While this decision relates to obviousness (not to novelty) it emphasises the substantive coherence of a product and a process by which it may for the first time be prepared in a new and inventive manner, a situation bearing resemblance to the present case because the parent application of the present divisional application which is directed to an ion-exchanger treatment leading to the resin solutions of present Claim 1 resulted in the grant of a European patent (cf. paragraph 1 of the Examining Division's communication of 3 December 1997 in conjunction with Claims 9 and 10 of the original application).

4.14. The Board therefore decides in view of the argument elaborated in point 4.12 above that the subject-matter of present Claim 1 is not anticipated by the cited prior art.

4.15. In addition to the afore-mentioned reasoning, the Board makes the following comments with regard to the "purity" arguments of the decision under appeal:

(i) The application of the rationale of T 990/96 that "a document disclosing a low molecular chemical compound and its manufacture makes available this compound to the public in the sense of Article 54 EPC in all grades of purity as desired by a person skilled in the art" presumes that the claimed degree of purity could be achieved by "conventional" purification processes (Reasons 8).

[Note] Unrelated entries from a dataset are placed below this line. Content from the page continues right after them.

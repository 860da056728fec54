//! Scripted answers for the solver's interactive prompt sequence.
//!
//! The solver reads one answer per line from stdin with no way to go back, so
//! the order of a [`CueSequence`] is the protocol. [`build_cues`] turns a
//! validated [`RunSpecification`] into that sequence plus a [`LabelMap`]
//! naming every entry for run logs.

mod builder;
mod specification;

pub use builder::build_cues;
pub use specification::{
    DeclaredCounts, DoubleLayerSettings, ProportionBasis, PulseType, RunParameters,
    RunSpecification, SaltCompositionMode, SaltConcentrationMode, ScaepSettings,
    SolventCompositionMode, Switch, TripleIonStability,
};

use crate::composition::{Amount, CompositionError};
use crate::domain::AemError;
use crate::serialization::format_cue_float;
use serde::ser::SerializeMap;
use serde::{Serialize, Serializer};
use std::fmt::{Display, Formatter};

pub type CueResult<T> = Result<T, CueError>;

#[derive(Debug, Clone, PartialEq, thiserror::Error)]
pub enum CueError {
    #[error("configuration error in '{field}': {message}")]
    Configuration {
        field: &'static str,
        message: String,
    },
    #[error("missing parameter '{field}': {reason}")]
    MissingParameter {
        field: &'static str,
        reason: String,
    },
    #[error(transparent)]
    Composition(#[from] CompositionError),
}

impl CueError {
    pub(crate) fn configuration(field: &'static str, message: impl Into<String>) -> Self {
        Self::Configuration {
            field,
            message: message.into(),
        }
    }

    pub(crate) fn missing(field: &'static str, reason: impl Into<String>) -> Self {
        Self::MissingParameter {
            field,
            reason: reason.into(),
        }
    }
}

impl From<CueError> for AemError {
    fn from(error: CueError) -> Self {
        match &error {
            CueError::Configuration { .. } => {
                AemError::input_validation("INPUT.CONFIGURATION", error.to_string())
            }
            CueError::MissingParameter { .. } => {
                AemError::input_validation("INPUT.MISSING_PARAMETER", error.to_string())
            }
            CueError::Composition(inner) => inner.clone().into(),
        }
    }
}

/// One answer written to the solver.
#[derive(Debug, Clone, PartialEq, Serialize)]
#[serde(untagged)]
pub enum CueValue {
    Integer(i64),
    Decimal(f64),
    Text(String),
}

impl Display for CueValue {
    fn fmt(&self, f: &mut Formatter<'_>) -> std::fmt::Result {
        match self {
            Self::Integer(value) => write!(f, "{value}"),
            Self::Decimal(value) => f.write_str(&format_cue_float(*value)),
            Self::Text(value) => f.write_str(value),
        }
    }
}

impl From<Amount> for CueValue {
    fn from(amount: Amount) -> Self {
        match amount {
            Amount::Integer(value) => Self::Integer(value),
            Amount::Decimal(value) => Self::Decimal(value),
        }
    }
}

impl From<i64> for CueValue {
    fn from(value: i64) -> Self {
        Self::Integer(value)
    }
}

impl From<u32> for CueValue {
    fn from(value: u32) -> Self {
        Self::Integer(i64::from(value))
    }
}

impl From<u8> for CueValue {
    fn from(value: u8) -> Self {
        Self::Integer(i64::from(value))
    }
}

impl From<usize> for CueValue {
    fn from(value: usize) -> Self {
        Self::Integer(i64::try_from(value).unwrap_or(i64::MAX))
    }
}

impl From<f64> for CueValue {
    fn from(value: f64) -> Self {
        Self::Decimal(value)
    }
}

impl From<&str> for CueValue {
    fn from(value: &str) -> Self {
        Self::Text(value.to_string())
    }
}

#[derive(Debug, Clone, Default, PartialEq, Serialize)]
#[serde(transparent)]
pub struct CueSequence(Vec<CueValue>);

impl CueSequence {
    pub fn values(&self) -> &[CueValue] {
        &self.0
    }

    pub fn len(&self) -> usize {
        self.0.len()
    }

    pub fn is_empty(&self) -> bool {
        self.0.is_empty()
    }

    /// Stdin text: one cue per line followed by a blank line.
    pub fn to_stdin_script(&self) -> String {
        let mut script = self
            .0
            .iter()
            .map(ToString::to_string)
            .collect::<Vec<_>>()
            .join("\n");
        script.push_str("\n\n");
        script
    }

    pub fn to_stdin_bytes(&self) -> Vec<u8> {
        self.to_stdin_script().into_bytes()
    }
}

/// Ordered label/value pairs mirroring a [`CueSequence`] one-to-one.
#[derive(Debug, Clone, Default, PartialEq)]
pub struct LabelMap(Vec<(String, CueValue)>);

impl LabelMap {
    pub fn iter(&self) -> impl Iterator<Item = (&str, &CueValue)> {
        self.0.iter().map(|(label, value)| (label.as_str(), value))
    }

    pub fn get(&self, label: &str) -> Option<&CueValue> {
        self.0
            .iter()
            .find(|(candidate, _)| candidate == label)
            .map(|(_, value)| value)
    }

    pub fn len(&self) -> usize {
        self.0.len()
    }

    pub fn is_empty(&self) -> bool {
        self.0.is_empty()
    }

    pub fn render_lines(&self) -> Vec<String> {
        self.iter()
            .map(|(label, value)| format!("{label}: {value}"))
            .collect()
    }
}

impl Serialize for LabelMap {
    fn serialize<S: Serializer>(&self, serializer: S) -> Result<S::Ok, S::Error> {
        let mut map = serializer.serialize_map(Some(self.0.len()))?;
        for (label, value) in &self.0 {
            map.serialize_entry(label, value)?;
        }
        map.end()
    }
}

/// Accumulates cues and their labels in lock-step.
#[derive(Debug, Default)]
pub(crate) struct CueWriter {
    entries: Vec<(String, CueValue)>,
}

impl CueWriter {
    pub(crate) fn push(&mut self, label: impl Into<String>, value: impl Into<CueValue>) {
        self.entries.push((label.into(), value.into()));
    }

    pub(crate) fn finish(self) -> (CueSequence, LabelMap) {
        let values = self.entries.iter().map(|(_, value)| value.clone()).collect();
        (CueSequence(values), LabelMap(self.entries))
    }
}

#[cfg(test)]
mod tests {
    use super::{CueError, CueValue, CueWriter};
    use crate::composition::Amount;
    use crate::domain::AemError;

    #[test]
    fn stdin_script_ends_with_blank_line() {
        let mut writer = CueWriter::default();
        writer.push("Solvent Composition", 1_u8);
        writer.push("Salt Concentration of Interest", Amount::Decimal(1.5));
        writer.push("ACCC Solvent Class Suffix 1", "EC_EMC");
        writer.push("End of Input", 0_u8);
        let (cues, labels) = writer.finish();

        assert_eq!(cues.to_stdin_script(), "1\n1.5\nEC_EMC\n0\n\n");
        assert_eq!(labels.len(), cues.len());
        assert_eq!(labels.get("End of Input"), Some(&CueValue::Integer(0)));
    }

    #[test]
    fn label_map_serializes_in_emission_order() {
        let mut writer = CueWriter::default();
        writer.push("Minimum Temperature", -20_i64);
        writer.push("Maximum Temperature", Amount::Integer(60));
        let (_, labels) = writer.finish();

        let rendered = serde_json::to_string(&labels).expect("labels should serialize");
        assert_eq!(
            rendered,
            r#"{"Minimum Temperature":-20,"Maximum Temperature":60}"#
        );
        assert_eq!(labels.render_lines()[0], "Minimum Temperature: -20");
    }

    #[test]
    fn cue_errors_map_to_input_placeholders() {
        let missing: AemError = CueError::missing("cmf_solvent_index", "CMF is on").into();
        assert_eq!(missing.placeholder(), "INPUT.MISSING_PARAMETER");

        let configuration: AemError =
            CueError::configuration("salts", "3 salts given, at most 2 allowed").into();
        assert_eq!(configuration.placeholder(), "INPUT.CONFIGURATION");
        assert_eq!(
            configuration.message(),
            "configuration error in 'salts': 3 salts given, at most 2 allowed"
        );
    }
}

(ii) However, the qualification "conventional" can only mean "conventional in view of the concrete technical context concerned". A purification technique may be conventional in one technical area but non-conventional in others. It appears that the mere fact that ion-exchanger treatments are among the many purification methods exhibited in chemical textbooks in various contexts does not necessarily make them "conventional" for the post-treatment of aqueous solutions of nitrogen-containing epihalohydrin-based resins, even if ion-exchanger materials are "conventionally" available (Reasons 7.3 of decision under appeal). The fact that lawn mowers are commercially available does not make them suitable, and thus "conventional", for crop harvesting.

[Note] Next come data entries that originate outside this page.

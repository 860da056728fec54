use super::codec::{check_names, decode, normalize_salts, normalize_solvents};
use super::{Amounts, Composition, CompositionResult, Provenance, SolutionDose, invalid};
use crate::registry::SaltPropertyTable;
use std::collections::BTreeSet;
use tracing::debug;

/// Solvent basis, in grams, that solver molalities refer to.
const SOLVENT_BASIS_GRAMS: f64 = 1000.0;
const MILLILITRES_PER_LITRE: f64 = 1000.0;

/// Builds a composition from weighed solvent and salt masses in grams.
pub fn derive_by_mass(
    solvent_masses: &Amounts,
    salt_masses: &Amounts,
    precision: u32,
    decimals: u32,
) -> CompositionResult<Composition> {
    check_names("solvent", solvent_masses)?;
    check_names("salt", salt_masses)?;

    let total_solvent_mass: f64 = solvent_masses.values().sum();
    if !(total_solvent_mass > 0.0) {
        return Err(invalid(format!(
            "solvent masses {solvent_masses:?} must sum to a positive mass"
        )));
    }

    let fractions: Amounts = solvent_masses
        .iter()
        .map(|(name, mass)| (name.clone(), mass / total_solvent_mass))
        .collect();
    let solvent_kilograms = total_solvent_mass / SOLVENT_BASIS_GRAMS;
    let molalities: Amounts = salt_masses
        .iter()
        .map(|(name, mass)| (name.clone(), mass / solvent_kilograms))
        .collect();

    let solvents = normalize_solvents(&fractions, precision)?;
    let salts = normalize_salts(&molalities, decimals)?;
    Ok(Composition::assemble(
        solvents,
        salts,
        precision,
        decimals,
        Provenance::ByMass {
            solvents: solvent_masses.clone(),
            salts: salt_masses.clone(),
        },
    ))
}

pub fn derive_by_mass_fraction_and_molality(
    solvent_fractions: &Amounts,
    salt_molalities: &Amounts,
    precision: u32,
    decimals: u32,
) -> CompositionResult<Composition> {
    check_names("solvent", solvent_fractions)?;
    check_names("salt", salt_molalities)?;
    let solvents = normalize_solvents(solvent_fractions, precision)?;
    let salts = normalize_salts(salt_molalities, decimals)?;
    Ok(Composition::assemble(
        solvents,
        salts,
        precision,
        decimals,
        Provenance::ByMassFractionAndMolality {
            solvents: solvent_fractions.clone(),
            salts: salt_molalities.clone(),
        },
    ))
}

/// Blends existing solutions, each given by identifier, volume (mL) and
/// density (g/mL), into one composition.
///
/// Each dose's salt mass fraction is taken against the 1000 g solvent basis of
/// its molalities. The blended molality divides accumulated salt moles by the
/// accumulated solvent mass in kilograms, so a single dose reproduces its own
/// molalities.
pub fn derive_by_solution_volume(
    volumes: &Amounts,
    densities: &Amounts,
    salt_properties: &SaltPropertyTable,
    precision: u32,
    decimals: u32,
) -> CompositionResult<Composition> {
    let volume_keys: BTreeSet<&String> = volumes.keys().collect();
    let density_keys: BTreeSet<&String> = densities.keys().collect();
    if volume_keys.is_empty() {
        return Err(invalid("no solutions were given to blend"));
    }
    if volume_keys != density_keys {
        return Err(invalid(format!(
            "volumes name {volume_keys:?} but densities name {density_keys:?}; both must list the same solutions"
        )));
    }

    let mut solvent_masses = Amounts::new();
    let mut salt_moles = Amounts::new();
    let mut doses = Vec::with_capacity(volumes.len());

    for (identifier, volume) in volumes {
        let density = densities.get(identifier).copied().unwrap_or(f64::NAN);
        if !(volume.is_finite() && *volume >= 0.0 && density.is_finite() && density > 0.0) {
            return Err(invalid(format!(
                "solution '{identifier}' needs a non-negative volume and positive density, got {volume} mL at {density} g/mL"
            )));
        }
        let decoded = decode(identifier)?;
        let dose_mass = volume / MILLILITRES_PER_LITRE * density;

        let mut salt_mass = 0.0;
        for (salt, molality) in decoded.salts.iter() {
            salt_mass += salt_properties.molar_mass(salt)? * molality;
        }
        let salt_mass_fraction = salt_mass / (salt_mass + SOLVENT_BASIS_GRAMS);
        let dose_solvent_mass = (1.0 - salt_mass_fraction) * dose_mass;
        debug!(
            identifier = identifier.as_str(),
            dose_mass, dose_solvent_mass, "accumulating solution dose"
        );

        // Written weights need not fill the inferred precision ("EC|100").
        let dose_weight: f64 = decoded
            .solvents
            .iter()
            .map(|(_, weight)| f64::from(weight))
            .sum();
        for (solvent, weight) in decoded.solvents.iter() {
            *solvent_masses.entry(solvent.to_string()).or_default() +=
                dose_solvent_mass * f64::from(weight) / dose_weight;
        }
        for (salt, molality) in decoded.salts.iter() {
            *salt_moles.entry(salt.to_string()).or_default() +=
                molality * dose_solvent_mass / SOLVENT_BASIS_GRAMS;
        }
        doses.push(SolutionDose {
            identifier: identifier.clone(),
            volume: *volume,
            density,
        });
    }

    let total_solvent_mass: f64 = solvent_masses.values().sum();
    if !(total_solvent_mass > 0.0) {
        return Err(invalid("blended solutions contain no solvent mass"));
    }
    let solvent_kilograms = total_solvent_mass / SOLVENT_BASIS_GRAMS;
    let molalities: Amounts = salt_moles
        .into_iter()
        .map(|(salt, moles)| (salt, moles / solvent_kilograms))
        .collect();

    let solvents = normalize_solvents(&solvent_masses, precision)?;
    let salts = normalize_salts(&molalities, decimals)?;
    Ok(Composition::assemble(
        solvents,
        salts,
        precision,
        decimals,
        Provenance::BySolutionVolume { doses },
    ))
}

(iii) In the present case up to the present invention the ion-exchanger treatment, which - as the name suggests - is especially designed for the removal of undesired ions, had not been disclosed or suggested for the post-treatment of aqueous solutions of nitrogen-containing epihalohydrin-based resins.

Moreover, the known state of the art which is relevant here has not even recognized the desirability of the removal of inorganic (ionic) halogen.

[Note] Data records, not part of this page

//! Parsing the solver's fixed-width text reports and exporting them as CSV
//! or JSON tables.

mod export;
pub mod model;
mod parser;

pub use export::{ExportSummary, convert_reports, write_csv, write_json};
pub use model::{ReportSchema, ReportTable, ReportValue, SCHEMAS, schema_for};
pub use parser::{parse_report_file, parse_report_text, report_number};

use crate::domain::AemError;
use std::fs;
use std::path::{Path, PathBuf};
use tracing::warn;

pub type ReportResult<T> = Result<T, ReportError>;

#[derive(Debug, thiserror::Error)]
pub enum ReportError {
    #[error("failed to read report '{path}': {source}")]
    Read {
        path: String,
        source: std::io::Error,
    },
    #[error("report '{path}' section {section}: {message}")]
    InvalidSection {
        path: String,
        section: usize,
        message: String,
    },
    #[error("failed to write '{path}': {source}")]
    Write {
        path: String,
        source: std::io::Error,
    },
    #[error("failed to write CSV '{path}': {source}")]
    Csv { path: String, source: csv::Error },
    #[error("failed to encode JSON for '{path}': {source}")]
    Json {
        path: String,
        source: serde_json::Error,
    },
}

impl From<ReportError> for AemError {
    fn from(error: ReportError) -> Self {
        match &error {
            ReportError::Read { .. } => AemError::io_system("IO.REPORT_READ", error.to_string()),
            ReportError::InvalidSection { .. } => {
                AemError::input_validation("INPUT.REPORT_FORMAT", error.to_string())
            }
            ReportError::Write { .. } | ReportError::Csv { .. } => {
                AemError::io_system("IO.REPORT_WRITE", error.to_string())
            }
            ReportError::Json { .. } => {
                AemError::internal("SYS.REPORT_JSON", error.to_string())
            }
        }
    }
}

/// A report file in a directory together with its schema.
#[derive(Debug, Clone)]
pub struct ReportFile {
    pub schema: &'static ReportSchema,
    pub path: PathBuf,
}

/// Lists the recognised report files in `dir`, one per report number.
pub fn discover_reports(dir: &Path) -> ReportResult<Vec<ReportFile>> {
    let read_error = |source| ReportError::Read {
        path: dir.display().to_string(),
        source,
    };

    let mut paths = Vec::new();
    for entry in fs::read_dir(dir).map_err(read_error)? {
        let path = entry.map_err(read_error)?.path();
        if path.is_file() {
            paths.push(path);
        }
    }
    paths.sort();

    let mut reports: Vec<ReportFile> = Vec::new();
    for path in paths {
        let Some(number) = path
            .file_name()
            .and_then(|name| name.to_str())
            .and_then(report_number)
        else {
            continue;
        };
        if reports.iter().any(|report| report.schema.number == number) {
            warn!(path = %path.display(), number, "duplicate report number; keeping the first file");
            continue;
        }
        if let Some(schema) = schema_for(number) {
            reports.push(ReportFile { schema, path });
        }
    }
    reports.sort_by_key(|report| report.schema.number);
    Ok(reports)
}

This is e.g. apparent from D1, D2, D3, D4 and D7 all of which disclose a base treatment of the epihalohydrin reaction product (converting thereby organic halogen into inorganic) without expressing any concern about the inorganic (ionic) halogen content which remains in the solution (D1: Claim 7; page 9, Table 2 and lines 19 to 25; D2: Claim 1; page 4, lines 46 to 54; page 5, lines 19 to 21; D3: page 4, lines 25 to 30; D7: Claim 1).

(iv) In the Board's judgment, it cannot be concluded in such a situation that an ion-exchanger post-treatment of aqueous solutions of nitrogen-containing epihalohydrin-based resins amounts to the application of a conventional method. It is quite a different question whether the use of an ion-exchanger post-treatment was obvious in the context of the present invention.

5. Claim 1 of the main request therefore complies with the requirement of Article 54 EPC. The same applies a fortiori to Claims 2 to 9 which are dependent on Claim 1 and to Claim 10 which relates to the use of the claimed aqueous solutions as a wetting agent for paper.

6. There is therefore no need to consider the auxiliary requests.

7. Since the decision under appeal only relied on the afore-discussed lack of novelty conclusion, it remains to be examined whether the other requirements of the EPC are also fulfilled. For this purpose the case is, in accordance with Article 111(1) EPC, remitted to the first instance.

ORDER

For these reasons it is decided that:

1. The decision under appeal is set aside.

2. The case is remitted to the Examining Division for further prosecution.